Un retiro en altamar

<strong>Un retiro en altamar</strong>

Letras y Memorias

Hace algún tiempo, cuando el viento cambió el rumbo del bote en el que viajaba, el mar abierto me generó una especie de miedo y angustia, angustia que sólo resultaba equiparable a la sensación que un ave de corral aproximándose a mí, causa. 

Naturalmente, hablo en sentido figurado con lo del bote y el mar abierto, todo resulta una suerte de alegoría, todo salvo el tema de las aves, que ya dejaremos para otro punto del futuro cercano. El asunto es que, muchas veces la incertidumbre de la vida moderna, el ritmo acelerado de las grandes urbes o de los trabajos y relaciones personales, nos forzan a sentirnos como si estuviéramos en un barco a la deriva, navegando sin rumbo y sencillamente dejándonos llevar por el viento a lo largo y ancho de la superficie marina. 

La vida moderna nos pasea inclemente por aquí o por allá, sin dar respiro ni tregua ante las ganas que tenemos de bajar de ese bote, de poner los pies en tierra firme aunque sea para ver un atardecer. Y ahí, con las náuseas del agitado viaje, con la marea sacudiendo nuestra cabeza y espíritu, uno de pronto desea tener algo más que la soledad en la inmensidad del océano, y es justo cuando recordamos que el mejor refugio para el alma propia, es uno mismo, uno y la soledad nuestra.

SABER ESTAR SOLO

La vida y ese paseo por el mar, tratan de esto: de tener que lidiar con uno cuando el resto del mundo sigue con sus días, con su rutina. Es entonces oportunidad para tomar el control de todo aquello que por lapsos nos domina: la emoción, la sensación de creer que aquello que nos rodea, nos ha dejado de lado… y es que, asumimos que todo cuanto hacemos o dejamos de hacer, debe marcarnos pero, realmente, lo que debemos pensar es que justo eso, lo hecho y lo que no se hizo, nos permite crecer y aprovechar la experiencia adquirida para reflexionar sobre nuestros paseos, sobre nuestros días. 

¿A qué voy con esto? A que hoy, un día cualquiera, te llueven elogios, tienes a gente maravillosa cerca y la dicha no termina, pero mañana, otro día igual al anterior, resulta que todo eso se ha marchado, se desvaneció y no dejó rastro; vuelves a estar solo en ese bote a la deriva. Lo que hubo, ya no está más, y lo único que permanece son los recuerdos que uno mismo decide atesorar. Un día estamos, y al otro ya no. Incluso estando, nada nos garantiza vernos acompañados durante la travesía en altamar.

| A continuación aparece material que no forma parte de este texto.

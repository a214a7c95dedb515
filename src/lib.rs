//! Frame Overlay
//!
//! Live camera frames in, annotated frames out.
//!
//! # Architecture
//!
//! ```text
//! FrameSource ──RawFrame──▶ FrameAdapter ──EngineInput──▶ InferenceEngine
//!                                                              │
//!                                                      EvaluationResult
//!                                                              ▼
//!       DrawingSurface ◀──draw── OverlayRenderer ◀──Vec<Overlay>
//! ```
//!
//! 1. **Capture**: a source delivers `RawFrame`s in their native layout.
//! 2. **Adapt**: only tightly packed RGB24 frames are accepted; anything else
//!    is rejected per frame with `PipelineError::InvalidInputFormat`.
//! 3. **Evaluate**: the engine is opaque; it sees an `EngineInput` and returns
//!    either bounding boxes or class labels.
//! 4. **Render**: each result entry becomes one overlay. The renderer swaps
//!    its whole collection per successful frame and paints it on request.
//!
//! Capture and inference run on their own threads (`pipeline`); rendering
//! happens on the thread that owns the `Display`.
//!
//! # Module Structure
//!
//! - `frame`: captured frames and engine input
//! - `adapter`: RGB24 validation and packing
//! - `engine`: the inference trait, result types, bundled models
//! - `overlay`: overlay primitives, palette, drawing surfaces
//! - `renderer`: result → overlay mapping and the overlay collection
//! - `ingest`: frame sources (`stub://`, still images)
//! - `pipeline`: threads, hand-off and stats
//! - `config`: JSON + environment configuration

pub mod adapter;
pub mod config;
pub mod engine;
pub mod error;
pub mod frame;
pub mod ingest;
pub mod overlay;
pub mod pipeline;
pub mod renderer;
pub mod ui;

pub use adapter::FrameAdapter;
pub use config::{OverlayConfig, SourceSettings};
pub use engine::{
    BoundingBox, ClassLabel, EvaluationResult, InferenceEngine, Rectangle, ResultKind,
    SegmentationMask,
};
pub use error::{FormatViolation, PipelineError};
pub use frame::{EngineInput, PixelFormat, RawFrame};
pub use ingest::{open_source, FrameSource, SourceStats};
pub use overlay::{
    BoundingBoxOverlay, CaptionAnchor, Color, Drawable, DrawingSurface, Overlay, OverlayStyle,
    Palette, RecordingSurface, RgbCanvas, TextOverlay,
};
pub use pipeline::{
    Display, FrameProcessor, Pipeline, PipelineHandle, PipelineSettings, PipelineStats,
    StatsSnapshot, UiUpdate,
};
pub use renderer::{overlays_for, OverlayRenderer};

Es esa la mística de sabernos solos: tener plena consciencia de que lo estamos. Luego entonces, nuestro bote empujado por el viento incierto, no habrá de generanos náuseas ni pesadez, ni siquiera el desesperado deseo de volver a tierra, porque nos sentimos tan dichosos y seguros con nuestra soledad, que ya nada puede derrumbar el refugio que construimos para nuestro espíritu. 

Por ello, siempre debemos ser reflexivos, por no decir sabios, con la elección del tiempo que pasamos en calma con uno mismo, pues este tiempo será similar a realizar un paseo por el azul del mar, y de la paz interna depende que ese viaje solitario sea un tormento, o un momento digno de atesorar.

¡Hasta la próxima!

Postdata: No cualquier persona es buena compañía para nuestra soledad.